- Buyer interest emerges after 1.38 billion rand deal fails
- Revived bank in advanced talks with Guardrisk for insurance JV
The administrators of African Bank Investments Ltd., which collapsed last year, have received at least one approach for the group’s insurance business, according to two people with knowledge of the matter.
Both asked not to be identified because the discussions are private.
Stangen, as the insurer is known, sold credit life insurance and funeral policies to customers of the lending unit of African Bank Investments, or Abil, which was South Africa’s largest provider of loans not backed by assets. The unit, known as African Bank, was going to buy Stangen from Abil for 1.38 billion rand ($95 million) as part of its rescue plan. This sale collapsed after some of Abil’s shareholders objected to the valuation placed on the insurer and said it could be sold for 8 billion rand.
Without a bank to supply it with customers, Stangen has active policies but can’t take on any new business. The would-be buyers intend to profit from managing the policies until the last premiums are paid, the people said. At the same time, Stangen’s inability to attract new customers reduces its valuation in any takeover, they said.

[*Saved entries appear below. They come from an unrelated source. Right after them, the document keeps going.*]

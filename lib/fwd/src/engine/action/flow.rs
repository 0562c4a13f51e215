// This Source Code Form is subject to the terms of the Mozilla Public
// License, v. 2.0. If a copy of the MPL was not distributed with this
// file, You can obtain one at https://mozilla.org/MPL/2.0/.

// Copyright 2025 Oxide Computer Company

use super::Action;
use super::BuildError;
use super::Outcome;
use crate::Context;
use crate::api::ObjectKind;
use crate::api::State;
use crate::engine::counter::CounterSink;
use crate::engine::object::ObjectRef;
use crate::engine::packet::Packet;
use core::fmt;
use core::fmt::Display;

/// Credit the packet to a shared flow counter.
pub struct FlowCount {
    counter: ObjectRef,
}

impl FlowCount {
    pub fn new(ctx: &Context, counter: &str) -> Result<Self, BuildError> {
        let counter =
            ctx.objects().acquire_kind(counter, ObjectKind::FlowCounter)?;
        Ok(Self { counter })
    }
}

impl Display for FlowCount {
    fn fmt(&self, f: &mut fmt::Formatter) -> fmt::Result {
        write!(f, "flow_counter({})", self.counter.id())
    }
}

impl Action for FlowCount {
    fn process(&self, pkt: &mut Packet, _: &dyn CounterSink) -> Outcome {
        if let Some(fc) = self.counter.as_flow_counter() {
            fc.add(pkt.len());
        }
        Outcome::state(State::Continue)
    }
}
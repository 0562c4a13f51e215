// This Source Code Form is subject to the terms of the Mozilla Public
// License, v. 2.0. If a copy of the MPL was not distributed with this
// file, You can obtain one at https://mozilla.org/MPL/2.0/.

// Copyright 2025 Oxide Computer Company

use criterion::BatchSize;
use criterion::Criterion;
use criterion::criterion_group;
use criterion::criterion_main;
use fwd::api::Direction;
use fwd::api::HeaderKind;
use fwd::engine::counter::Counters;
use fwd::engine::packet::Packet;
use fwd::engine::pipeline::process_pipeline;
use fwd::engine::port::Port;
use fwd_bench::Routed;
use fwd_bench::routed;
use fwd_test_utils::*;
use std::hint::black_box;

pub fn parse(c: &mut Criterion) {
    let tcp = ether_ipv4_tcp(&[0u8; 512]);
    let vlan = ether_vlan_ipv4_tcp(100, &[0u8; 512]);

    let mut c = c.benchmark_group("parse");
    c.bench_function("eth/ip4/tcp", |b| {
        b.iter(|| Packet::parse(HeaderKind::Eth, black_box(&tcp)))
    });
    c.bench_function("eth/vlan/ip4/tcp", |b| {
        b.iter(|| Packet::parse(HeaderKind::Eth, black_box(&vlan)))
    });
}

pub fn route(c: &mut Criterion) {
    let Routed { ctx: _ctx, vif, uplink: _uplink } = routed();
    let frame = ether_ipv4_tcp(&[0u8; 512]);
    let actions = vif.actions(Direction::In);
    let counters = Counters::port();

    let mut c = c.benchmark_group("pipeline");
    c.bench_function("lookup/update/transmit", |b| {
        b.iter_batched(
            || Packet::parse(HeaderKind::Eth, &frame).unwrap(),
            |mut pkt| {
                let state = process_pipeline(&mut pkt, &actions, &counters);
                (state, pkt.serialize())
            },
            BatchSize::SmallInput,
        )
    });
}

criterion_group!(benches, parse, route);
criterion_main!(benches);
impl ObjectTable {
    pub fn new() -> Arc<Self> {
        Arc::new_cyclic(|this| Self {
            inner: KMutex::new(Inner::default()),
            this: this.clone(),
        })
    }

    /// Register `obj` under `id`, holding the initial reference.
    pub fn insert(
        &self,
        id: &str,
        obj: Arc<dyn Object>,
    ) -> Result<Nid, RegistryError> {
        let mut inner = self.inner.lock();

        if inner.ids.contains_key(id) {
            return Err(RegistryError::Duplicate(id.to_string()));
        }

        if let Some((prev, _)) = obj.core().ident.get() {
            return Err(RegistryError::AlreadyInserted(prev.clone()));
        }

        let nid = inner.pool.alloc()?;
        if obj.core().ident.set((id.to_string(), nid)).is_err() {
            inner.pool.free(nid);
            return Err(RegistryError::AlreadyInserted(obj.core().id().into()));
        }

        inner.ids.insert(id.to_string(), nid);
        inner.nids.insert(nid, Entry { obj, refs: 1 });
        Ok(nid)
    }

    /// Remove `id` from the ID index and drop the initial reference.
    ///
    /// With `force` the object is cleaned up even when references to
    /// it remain; those references become inert.
    pub fn remove(&self, id: &str, force: bool) -> Result<Nid, RegistryError> {
        let (nid, obj) = {
            let mut inner = self.inner.lock();
            let nid = inner
                .ids
                .remove(id)
                .ok_or_else(|| RegistryError::NotFound(id.to_string()))?;
            let obj = inner
                .nids
                .get(&nid)
                .map(|e| e.obj.clone())
                .ok_or(RegistryError::NidNotFound(nid))?;
            (nid, obj)
        };

        self.release(nid, &obj, force);
        Ok(nid)
    }

    /// Take a reference to the object registered under `id`.
    pub fn acquire(&self, id: &str) -> Result<ObjectRef, RegistryError> {
        let mut inner = self.inner.lock();
        let nid = *inner
            .ids
            .get(id)
            .ok_or_else(|| RegistryError::NotFound(id.to_string()))?;
        let entry = inner
            .nids
            .get_mut(&nid)
            .ok_or(RegistryError::NidNotFound(nid))?;

        if entry.refs == 0 || entry.obj.core().is_cleaned() {
            return Err(RegistryError::Teardown(id.to_string()));
        }

        entry.refs += 1;
        Ok(ObjectRef {
            obj: entry.obj.clone(),
            table: self.this.clone(),
            released: false,
        })
    }

    /// Take a reference to `id`, which must be of `kind`.
    pub fn acquire_kind(
        &self,
        id: &str,
        kind: ObjectKind,
    ) -> Result<ObjectRef, RegistryError> {
        let obj = self.acquire(id)?;
        if obj.kind() != kind {
            return Err(RegistryError::WrongKind {
                id: id.to_string(),
                want: kind,
                found: obj.kind(),
            });
        }
        Ok(obj)
    }

    pub fn find_id(&self, id: &str) -> Result<Arc<dyn Object>, RegistryError> {
        let inner = self.inner.lock();
        inner
            .ids
            .get(id)
            .and_then(|nid| inner.nids.get(nid))
            .map(|e| e.obj.clone())
            .ok_or_else(|| RegistryError::NotFound(id.to_string()))
    }

    pub fn find_nid(&self, nid: Nid) -> Result<Arc<dyn Object>, RegistryError> {
        self.inner
            .lock()
            .nids
            .get(&nid)
            .map(|e| e.obj.clone())
            .ok_or(RegistryError::NidNotFound(nid))
    }

    /// The current reference count of `id`.
    pub fn refs(&self, id: &str) -> Result<u64, RegistryError> {
        let inner = self.inner.lock();
        inner
            .ids
            .get(id)
            .and_then(|nid| inner.nids.get(nid))
            .map(|e| e.refs)
            .ok_or_else(|| RegistryError::NotFound(id.to_string()))
    }

    /// Every object still reachable by ID.
    pub fn snapshot(&self) -> Vec<ObjectInfo> {
        let inner = self.inner.lock();
        inner
            .ids
            .iter()
            .filter_map(|(id, nid)| {
                inner.nids.get(nid).map(|e| ObjectInfo {
                    id: id.clone(),
                    nid: *nid,
                    kind: e.obj.kind(),
                    refs: e.refs,
                })
            })
            .collect()
    }

    /// The number of objects holding a NID, including those removed
    /// by ID but still referenced.
    pub fn live(&self) -> usize {
        self.inner.lock().nids.len()
    }

    fn release(&self, nid: Nid, obj: &Arc<dyn Object>, force: bool) {
        {
            let mut inner = self.inner.lock();
            let Some(entry) = inner.nids.get_mut(&nid) else {
                return;
            };

            // The NID may have been recycled for another object after
            // a forced cleanup.
            if !Arc::ptr_eq(&entry.obj, obj) || obj.core().is_cleaned() {
                return;
            }

            entry.refs = entry.refs.saturating_sub(1);
            if entry.refs > 0 && !force {
                return;
            }

            entry.refs = 0;
            obj.core().cleaned.store(true, Ordering::Release);
        }

        // Composite cleanup releases other objects, and possibly this
        // one again, so it runs without the registry lock.
        obj.cleanup();

        let mut inner = self.inner.lock();
        inner.nids.remove(&nid);
        inner.pool.free(nid);
    }
}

Dawie Van der Merwe, a member of Abil’s business-rescue team, said in an e-mailed response to questions that he didn’t know of potential investors negotiating to buy Stangen.
To replace Stangen and enable it to sell insurance products, African Bank is in advanced talks with MMI Holdings Ltd.’s Guardrisk unit, the revived lender’s chief executive officer-designate, Brian Riley, said on Tuesday. African Bank plans to start operations under a fresh banking license in April next year.